YOUR OBJECTIVE
Give the number of lines in the data below where the word "mismatch" appears, and nothing besides.

● ● ● ●

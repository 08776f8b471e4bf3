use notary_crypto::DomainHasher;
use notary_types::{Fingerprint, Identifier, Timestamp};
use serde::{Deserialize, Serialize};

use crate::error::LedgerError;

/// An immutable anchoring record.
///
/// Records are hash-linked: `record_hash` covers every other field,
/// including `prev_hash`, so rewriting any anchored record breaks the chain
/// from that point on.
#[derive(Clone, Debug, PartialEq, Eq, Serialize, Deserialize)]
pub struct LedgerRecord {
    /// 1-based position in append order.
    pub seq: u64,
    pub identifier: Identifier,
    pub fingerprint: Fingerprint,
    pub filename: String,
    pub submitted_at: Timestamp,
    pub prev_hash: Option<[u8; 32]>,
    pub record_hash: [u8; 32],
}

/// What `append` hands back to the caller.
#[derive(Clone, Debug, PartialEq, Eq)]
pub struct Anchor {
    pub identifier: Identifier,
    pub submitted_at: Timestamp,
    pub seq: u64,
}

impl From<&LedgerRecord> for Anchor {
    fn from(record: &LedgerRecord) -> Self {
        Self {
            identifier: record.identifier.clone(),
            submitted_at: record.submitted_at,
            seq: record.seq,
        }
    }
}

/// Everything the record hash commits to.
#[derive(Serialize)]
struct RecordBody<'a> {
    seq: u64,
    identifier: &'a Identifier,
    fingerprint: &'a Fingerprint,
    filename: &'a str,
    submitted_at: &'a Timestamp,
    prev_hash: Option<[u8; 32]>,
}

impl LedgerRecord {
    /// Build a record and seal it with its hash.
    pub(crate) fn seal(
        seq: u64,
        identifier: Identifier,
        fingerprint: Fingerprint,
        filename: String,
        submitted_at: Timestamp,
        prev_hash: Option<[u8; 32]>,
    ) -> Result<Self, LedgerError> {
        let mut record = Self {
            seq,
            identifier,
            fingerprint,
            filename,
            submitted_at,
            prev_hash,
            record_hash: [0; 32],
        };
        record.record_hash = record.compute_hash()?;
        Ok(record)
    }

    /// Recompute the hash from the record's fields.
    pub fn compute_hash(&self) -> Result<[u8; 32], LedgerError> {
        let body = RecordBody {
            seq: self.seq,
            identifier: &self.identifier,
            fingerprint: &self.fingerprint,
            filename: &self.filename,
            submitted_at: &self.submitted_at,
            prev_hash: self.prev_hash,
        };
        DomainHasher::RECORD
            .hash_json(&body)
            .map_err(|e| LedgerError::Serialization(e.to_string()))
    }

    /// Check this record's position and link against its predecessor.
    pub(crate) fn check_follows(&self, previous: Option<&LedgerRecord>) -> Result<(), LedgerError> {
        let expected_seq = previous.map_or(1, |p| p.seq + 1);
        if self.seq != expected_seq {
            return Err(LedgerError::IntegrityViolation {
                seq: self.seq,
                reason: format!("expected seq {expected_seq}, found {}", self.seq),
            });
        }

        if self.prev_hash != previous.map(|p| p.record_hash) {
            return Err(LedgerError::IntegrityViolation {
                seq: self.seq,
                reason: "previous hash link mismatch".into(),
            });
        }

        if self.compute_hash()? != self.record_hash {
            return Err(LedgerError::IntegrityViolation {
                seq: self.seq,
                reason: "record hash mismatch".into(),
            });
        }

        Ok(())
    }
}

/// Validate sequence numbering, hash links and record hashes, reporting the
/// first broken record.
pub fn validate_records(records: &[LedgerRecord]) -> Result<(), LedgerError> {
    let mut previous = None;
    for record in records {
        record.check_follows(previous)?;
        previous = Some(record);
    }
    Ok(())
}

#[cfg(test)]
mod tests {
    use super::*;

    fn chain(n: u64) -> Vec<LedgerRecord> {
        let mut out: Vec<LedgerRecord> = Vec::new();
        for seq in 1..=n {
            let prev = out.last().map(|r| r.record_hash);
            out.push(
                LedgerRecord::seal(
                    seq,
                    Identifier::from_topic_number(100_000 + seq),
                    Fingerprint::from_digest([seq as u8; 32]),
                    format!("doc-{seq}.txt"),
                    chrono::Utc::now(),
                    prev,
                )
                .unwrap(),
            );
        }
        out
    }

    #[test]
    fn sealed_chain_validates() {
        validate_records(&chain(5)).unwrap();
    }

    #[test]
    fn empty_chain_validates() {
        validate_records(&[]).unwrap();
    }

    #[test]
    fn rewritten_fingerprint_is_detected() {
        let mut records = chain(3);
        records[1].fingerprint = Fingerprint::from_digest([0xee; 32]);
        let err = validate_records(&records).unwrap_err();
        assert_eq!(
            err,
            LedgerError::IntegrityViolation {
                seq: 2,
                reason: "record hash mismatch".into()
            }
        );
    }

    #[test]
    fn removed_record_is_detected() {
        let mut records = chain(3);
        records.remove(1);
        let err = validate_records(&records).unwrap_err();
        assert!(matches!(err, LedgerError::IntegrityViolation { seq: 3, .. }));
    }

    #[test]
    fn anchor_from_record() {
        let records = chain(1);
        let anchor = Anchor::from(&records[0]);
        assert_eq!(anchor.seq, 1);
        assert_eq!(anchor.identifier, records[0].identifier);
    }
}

● ● ● ●

RESPONSE FOR THIS EXERCISE
3